Anyway, a meeting was arranged for today where we could watch a presentation on Cloudera’s Hadoop (which you can see here at GoMeeting, although only on windows and only after registering (great, more vendor lockin!)). It was called ’10 Common Hadoopable Problems’ given by Jeff Hammerbacher (their Chief Scientist no less!) and was basically things that you can do with hadoop (that isn’t counting words…). I thought I would summarise them here, although I’d encourage every last one of you to watch it as it’s pretty interesting.

  1. Modelling True Risk – If you think about this in the context of banks or other financial institues (which is, well, banks) this is a really useful way of burrowing deeper into your customers. You can suck in data about their spending habits, their credit, repayments everything. Munge it all together and squeeze out an answer on whether to lend them more money.
  2. Customer Churn Analysis – Hadoop was used here to analyse how a telco retained customers. Again, data from many different sources, including social networks AND the calls themselves (recorded and then voice analysed, I guess) were used to work out how and why the company were losing or gaining customers.
  3. Recommendation engines – I don’t really need to explain this one do I? Thinking about this in terms of Google, this is like the ranking algorithm.

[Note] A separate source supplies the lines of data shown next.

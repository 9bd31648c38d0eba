//! Cancellation tokens for render requests
//!
//! Every queued render request carries a token so that a hover session can
//! cancel its request when the pointer leaves before the renderer runs.
//! The executor checks the token before invoking an adapter and drops
//! cancelled requests without doing any work.

use std::sync::{
    atomic::{AtomicBool, Ordering},
    Arc,
};

/// Cancellation token for cooperative request cancellation
///
/// Clones share the same underlying flag, so the queue can hold one clone
/// while the hover session holds another.
///
/// # Example
///
/// ```
/// use libshelf_scheduler::CancellationToken;
///
/// let token = CancellationToken::new();
/// let queued = token.clone();
///
/// token.cancel();
/// assert!(queued.is_cancelled());
/// ```
#[derive(Clone)]
pub struct CancellationToken {
    cancelled: Arc<AtomicBool>,
}

impl CancellationToken {
    /// Create a new token in the non-cancelled state
    pub fn new() -> Self {
        Self {
            cancelled: Arc::new(AtomicBool::new(false)),
        }
    }

    /// Cancel this token
    ///
    /// All clones observe the cancellation. Idempotent.
    pub fn cancel(&self) {
        self.cancelled.store(true, Ordering::Release);
    }

    /// Check whether `cancel()` has been called on this token or any clone
    pub fn is_cancelled(&self) -> bool {
        self.cancelled.load(Ordering::Acquire)
    }
}

impl Default for CancellationToken {
    fn default() -> Self {
        Self::new()
    }
}

impl std::fmt::Debug for CancellationToken {
    fn fmt(&self, f: &mut std::fmt::Formatter<'_>) -> std::fmt::Result {
        f.debug_struct("CancellationToken")
            .field("cancelled", &self.is_cancelled())
            .finish()
    }
}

Sucking in a bunch of factors like; popularity, link depth, buzz on Twitter etc and then scoring links for display in score order later.
  4. Ad Targeting – Similar to the recommendation engine, but with the added dimension of the advertiser paying a premium for better ad-space
  5. Point Of Sale Transaction Analysis – On this face of it, this seems simple and straightforward; analysing the data that is provided by your P.O.S device (your till). However, this could also include other factors like weather and local news, which could influence how and why consumers spend money in your store.

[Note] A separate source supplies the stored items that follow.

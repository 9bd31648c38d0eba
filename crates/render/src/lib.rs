//! libshelf Render Library
//!
//! First-visual rendering for library items: a PDFium-backed first-page
//! rasterizer for paginated documents and a cover extractor for e-book
//! archives, both behind the narrow [`RendererAdapter`] contract the
//! preview subsystem depends on. Adapters are resolved through a
//! [`RendererRegistry`] keyed by [`DocumentKind`], populated once at
//! startup.

pub mod adapter;
pub mod epub;
pub mod pdf;
pub mod visual;

// Re-export public API
pub use adapter::{DocumentKind, RenderError, RenderResult, RendererAdapter, RendererRegistry};
pub use epub::EpubCoverRenderer;
pub use pdf::PdfPageRenderer;
pub use visual::{EncodedImage, ImageFormat, PixelSurface, RawVisual, VisualNode};
//! First-page rasterizer for paginated documents
//!
//! PDFium-backed adapter that renders page one of a document into a pixel
//! surface. The native library is bound lazily on first use; until the
//! binding succeeds the adapter reports itself unready and the readiness
//! gate keeps callers from treating that as a failure.

use crate::adapter::{DocumentKind, RenderError, RendererAdapter, RenderResult};
use crate::visual::{PixelSurface, RawVisual};
use pdfium_render::prelude::*;
use std::path::Path;
use std::sync::OnceLock;

/// Default bounding box the first page is scaled to fit
const DEFAULT_TARGET_WIDTH: u32 = 320;
const DEFAULT_TARGET_HEIGHT: u32 = 480;

/// Minimum scale applied when a page is enormous
const MIN_SCALE: f32 = 0.05;

/// PDFium-backed first-page renderer
///
/// Produces a [`RawVisual::Surface`]: the rasterized page is a mutable
/// drawing surface until the cache normalizes it.
pub struct PdfPageRenderer {
    target_width: u32,
    target_height: u32,

    /// Lazily-bound PDFium instance; `None` inside means binding failed
    binding: OnceLock<Option<Pdfium>>,
}

impl PdfPageRenderer {
    /// Create a renderer with the default target size
    pub fn new() -> Self {
        Self {
            target_width: DEFAULT_TARGET_WIDTH,
            target_height: DEFAULT_TARGET_HEIGHT,
            binding: OnceLock::new(),
        }
    }

    /// Create a renderer scaling pages to fit a custom bounding box
    pub fn with_target_size(width: u32, height: u32) -> Self {
        Self {
            target_width: width,
            target_height: height,
            binding: OnceLock::new(),
        }
    }

    /// Bind the PDFium library
    ///
    /// Search order:
    /// 1. Executable's directory (for app bundles)
    /// 2. Current working directory
    /// 3. System library paths
    fn bind() -> Option<Pdfium> {
        let exe_dir = std::env::current_exe()
            .ok()
            .and_then(|p| p.parent().map(|p| p.to_path_buf()));

        if let Some(ref dir) = exe_dir {
            if let Ok(bindings) =
                Pdfium::bind_to_library(Pdfium::pdfium_platform_library_name_at_path(dir))
            {
                return Some(Pdfium::new(bindings));
            }
        }

        match Pdfium::bind_to_library(Pdfium::pdfium_platform_library_name_at_path("./"))
            .or_else(|_| Pdfium::bind_to_system_library())
        {
            Ok(bindings) => Some(Pdfium::new(bindings)),
            Err(e) => {
                log::warn!("PDFium binding failed, page previews disabled: {}", e);
                None
            }
        }
    }

    fn pdfium(&self) -> Option<&Pdfium> {
        self.binding.get_or_init(Self::bind).as_ref()
    }
}

impl Default for PdfPageRenderer {
    fn default() -> Self {
        Self::new()
    }
}

impl RendererAdapter for PdfPageRenderer {
    fn kind(&self) -> DocumentKind {
        DocumentKind::Paginated
    }

    fn is_ready(&self) -> bool {
        self.pdfium().is_some()
    }

    fn render_first_visual(&self, path: &Path) -> RenderResult<Option<RawVisual>> {
        let pdfium = self.pdfium().ok_or_else(|| {
            RenderError::BackendUnavailable("PDFium library is not loaded".to_string())
        })?;

        let document = pdfium
            .load_pdf_from_file(path, None)
            .map_err(|e| RenderError::Open(e.to_string()))?;

        let pages = document.pages();
        if pages.len() == 0 {
            // a paginated document with no pages has nothing to preview
            return Ok(None);
        }

        let page = pages
            .get(0)
            .map_err(|e| RenderError::Render(e.to_string()))?;

        // Scale to fit the target box, preserving aspect ratio.
        let page_width = page.width().value;
        let page_height = page.height().value;
        let scale = (self.target_width as f32 / page_width)
            .min(self.target_height as f32 / page_height)
            .max(MIN_SCALE);
        let width = (page_width * scale).round().max(1.0) as u32;
        let height = (page_height * scale).round().max(1.0) as u32;

        let config = PdfRenderConfig::new()
            .set_target_width(width as i32)
            .set_target_height(height as i32)
            .render_form_data(false);

        let bitmap = page
            .render_with_config(&config)
            .map_err(|e| RenderError::Render(e.to_string()))?;

        let surface = PixelSurface::from_rgba(width, height, bitmap.as_rgba_bytes().to_vec());
        log::debug!(
            "rasterized first page of {} at {}x{}",
            path.display(),
            width,
            height
        );

        Ok(Some(RawVisual::Surface(surface)))
    }
}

  6. Analysing Network Data To Predict Failure – The example given here was that of an electricity company which used smart-somethings to measure the electricity flying around their network. They could pump in past failures and current fluctuations and then pass the whole lot into a modelling engine to predict where failures would occur. It turned out that seemingly unconnected, small anomolies on the system were connected after all. This data wouldn’t have been able to be mined any other way.

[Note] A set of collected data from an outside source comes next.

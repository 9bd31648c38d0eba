//! Render request queue
//!
//! Orders preview render work across the two trigger paths. Hover requests
//! run before thumbnail requests because the user is actively waiting on
//! them; within a priority level requests run in submission order.
//!
//! Cancelled requests are removed lazily: `next_request` skips them and
//! counts them as cancelled, so a pointer-leave never costs a renderer
//! invocation.

use crate::cancel::CancellationToken;
use std::collections::VecDeque;

/// Unique identifier for a queued render request
pub type RequestId = u64;

/// Identifier of a preview slot in the current listing
pub type SlotId = usize;

/// Priority level for a render request
///
/// `Hover` outranks `Thumbnail`: a popup the user is waiting on should not
/// queue behind a strip of thumbnails scrolling into view.
#[derive(Debug, Clone, Copy, PartialEq, Eq, PartialOrd, Ord)]
pub enum RequestPriority {
    /// Popup load for the item under the pointer
    Hover,

    /// Lazy thumbnail load for a slot that scrolled into view
    Thumbnail,
}

/// Which display site asked for the render
#[derive(Debug, Clone, Copy, PartialEq, Eq)]
pub enum RequestOrigin {
    /// The listing slot that scrolled into view
    Slot(SlotId),

    /// The hover popup
    Hover,
}

impl RequestOrigin {
    /// Priority implied by the origin
    pub fn priority(&self) -> RequestPriority {
        match self {
            RequestOrigin::Slot(_) => RequestPriority::Thumbnail,
            RequestOrigin::Hover => RequestPriority::Hover,
        }
    }
}

/// A queued render request
#[derive(Debug, Clone)]
pub struct RenderRequest {
    /// Request identifier
    pub id: RequestId,

    /// Library item to render a first visual for
    pub item_id: u64,

    /// Display site that asked for the render
    pub origin: RequestOrigin,

    /// Cancellation token shared with the submitter
    pub token: CancellationToken,
}

/// Counters for queue activity
#[derive(Debug, Clone, Copy, Default)]
pub struct QueueStats {
    /// Requests submitted over the queue lifetime
    pub submitted: u64,

    /// Requests handed out for execution
    pub executed: u64,

    /// Requests dropped because their token was cancelled
    pub cancelled: u64,
}

/// Two-priority FIFO queue of render requests
///
/// # Example
///
/// ```
/// use libshelf_scheduler::{RenderQueue, RequestOrigin};
///
/// let mut queue = RenderQueue::new();
/// let (_id, token) = queue.submit(7, RequestOrigin::Hover);
///
/// let request = queue.next_request().unwrap();
/// assert_eq!(request.item_id, 7);
/// assert!(!token.is_cancelled());
/// ```
pub struct RenderQueue {
    hover: VecDeque<RenderRequest>,
    thumbnail: VecDeque<RenderRequest>,
    next_id: RequestId,
    stats: QueueStats,
}

impl RenderQueue {
    /// Create an empty queue
    pub fn new() -> Self {
        Self {
            hover: VecDeque::new(),
            thumbnail: VecDeque::new(),
            next_id: 1,
            stats: QueueStats::default(),
        }
    }

    /// Submit a render request
    ///
    /// Returns the request id and a cancellation token. Cancelling the
    /// token before the request is popped drops it without execution.
    pub fn submit(&mut self, item_id: u64, origin: RequestOrigin) -> (RequestId, CancellationToken) {
        let id = self.next_id;
        self.next_id += 1;

        let token = CancellationToken::new();
        let request = RenderRequest {
            id,
            item_id,
            origin,
            token: token.clone(),
        };

        match origin.priority() {
            RequestPriority::Hover => self.hover.push_back(request),
            RequestPriority::Thumbnail => self.thumbnail.push_back(request),
        }
        self.stats.submitted += 1;

        (id, token)
    }

    /// Pop the next live request for execution
    ///
    /// Skips (and discards) requests whose token has been cancelled.
    /// Returns `None` once both priority levels are drained.
    pub fn next_request(&mut self) -> Option<RenderRequest> {
        loop {
            let request = match self.hover.pop_front() {
                Some(r) => r,
                None => self.thumbnail.pop_front()?,
            };
            if request.token.is_cancelled() {
                self.stats.cancelled += 1;
                continue;
            }
            self.stats.executed += 1;
            return Some(request);
        }
    }

    /// Cancel a queued request by id
    ///
    /// Returns `true` if the request was still queued. The request stays in
    /// its queue and is discarded when it reaches the front.
    pub fn cancel(&mut self, id: RequestId) -> bool {
        let found = self
            .hover
            .iter()
            .chain(self.thumbnail.iter())
            .find(|r| r.id == id);
        match found {
            Some(request) => {
                request.token.cancel();
                true
            }
            None => false,
        }
    }

    /// Number of requests currently queued, including cancelled stragglers
    pub fn len(&self) -> usize {
        self.hover.len() + self.thumbnail.len()
    }

    /// Check whether the queue is empty
    pub fn is_empty(&self) -> bool {
        self.hover.is_empty() && self.thumbnail.is_empty()
    }

    /// Queue activity counters
    pub fn stats(&self) -> QueueStats {
        self.stats
    }

    /// Drop all queued requests
    pub fn clear(&mut self) {
        self.hover.clear();
        self.thumbnail.clear();
    }
}

impl Default for RenderQueue {
    fn default() -> Self {
        Self::new()
    }
}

  7. Threat Analysis/Fraud Detection – Another one for the financial sector and very similar to Modelling True Risk. Hadoop can be used to analyse spending habits, earnings and all sorts of other key metrics to work out a transaction is fraudulent. Yahoo! use Hadoop with this pattern to ascertain whether a certain piece of mail heading into Yahoo! Mail is actually spam.
  8. Trade Surveillance – Similar to Threat Analysis and Fraud Detection, but this time pointed squarely at the markets, analysing gathered historical and current live data to see if there is Inside Trading or Money Laundering afoot!
  9. Search Quality – Similar to the recommendation engine. This will analyse search attempts and then try to offer alternatives, based on data gathered and pumped into Hadoop about the links and the things people search for.
  10. Data “Sandbox” – This is probably the most ambigious, but the most useful Hadoop-able problem. A data sandbox is just somewhere to dump data that you previously thought was too big, or useless or disparate to get any meaningful data from. Instead of just chucking it away, throw it into Hadoop (which can easily handle it) then see if there IS data you can glean from it. It’s cheap to run Hadoop and anyone can attach a datasource and push data in. It allows you to make otherwise arbitrary queries about stuff to see if it’s any use!

As you can see, most of these boil down to “Aggregate Data, Score Data, Present Score As Rank”, which, at it’s simplest, is what Hadoop can do. But the introduction of the idea of a Data Sandbox and the ability, using Sqoop, to push the analysed data back into a relational database (for a data warehouse for example) means that you can run Hadoop independently and prove it’s worth in your business very cheaply.